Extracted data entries
━━━━━━━━━━━━━━━━

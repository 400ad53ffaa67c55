use crate::types::Pagination;

#[derive(Debug, Clone)]
pub struct Page<T> {
    pub items: Vec<T>,
    pub pagination: Pagination,
}

/// Slice `[skip, skip + limit)` out of the full ordered set. Out-of-range
/// pages come back empty with `current_page` echoed unchanged.
pub fn paginate<T>(items: Vec<T>, page: usize, limit: usize) -> Page<T> {
    let limit = limit.max(1);
    let total_records = items.len();
    let skip = page.saturating_sub(1).saturating_mul(limit);
    let items = items.into_iter().skip(skip).take(limit).collect();
    Page {
        items,
        pagination: Pagination {
            total_records,
            total_pages: total_records.div_ceil(limit),
            current_page: page,
        },
    }
}

#[cfg(test)]
mod tests {
    use super::*;

    #[test]
    fn test_last_partial_page() {
        let p = paginate((0..250).collect::<Vec<_>>(), 3, 100);
        assert_eq!(p.items.len(), 50);
        assert_eq!(p.items[0], 200);
        assert_eq!(
            p.pagination,
            Pagination { total_records: 250, total_pages: 3, current_page: 3 }
        );
    }

    #[test]
    fn test_page_past_the_end() {
        let p = paginate((0..250).collect::<Vec<_>>(), 5, 100);
        assert!(p.items.is_empty());
        assert_eq!(p.pagination.current_page, 5);
        assert_eq!(p.pagination.total_pages, 3);
    }

    #[test]
    fn test_empty_set() {
        let p = paginate(Vec::<u8>::new(), 1, 100);
        assert!(p.items.is_empty());
        assert_eq!(
            p.pagination,
            Pagination { total_records: 0, total_pages: 0, current_page: 1 }
        );
    }

    #[test]
    fn test_returned_length_bound() {
        for total in [0usize, 1, 9, 10, 11, 57] {
            for page in 1..=8 {
                let limit = 10;
                let p = paginate((0..total).collect::<Vec<_>>(), page, limit);
                let skip = (page - 1) * limit;
                assert_eq!(p.items.len(), limit.min(total.saturating_sub(skip)));
            }
        }
    }
}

━━━━━━━━━━━━━━━━

_Work to complete_
The answer must be every line of the data that contains the word "skip".

_Solution to the exercise_
/// Slice `[skip, skip + limit)` out of the full ordered set. Out-of-range
    let skip = page.saturating_sub(1).saturating_mul(limit);
    let items = items.into_iter().skip(skip).take(limit).collect();
                let skip = (page - 1) * limit;
                assert_eq!(p.items.len(), limit.min(total.saturating_sub(skip)));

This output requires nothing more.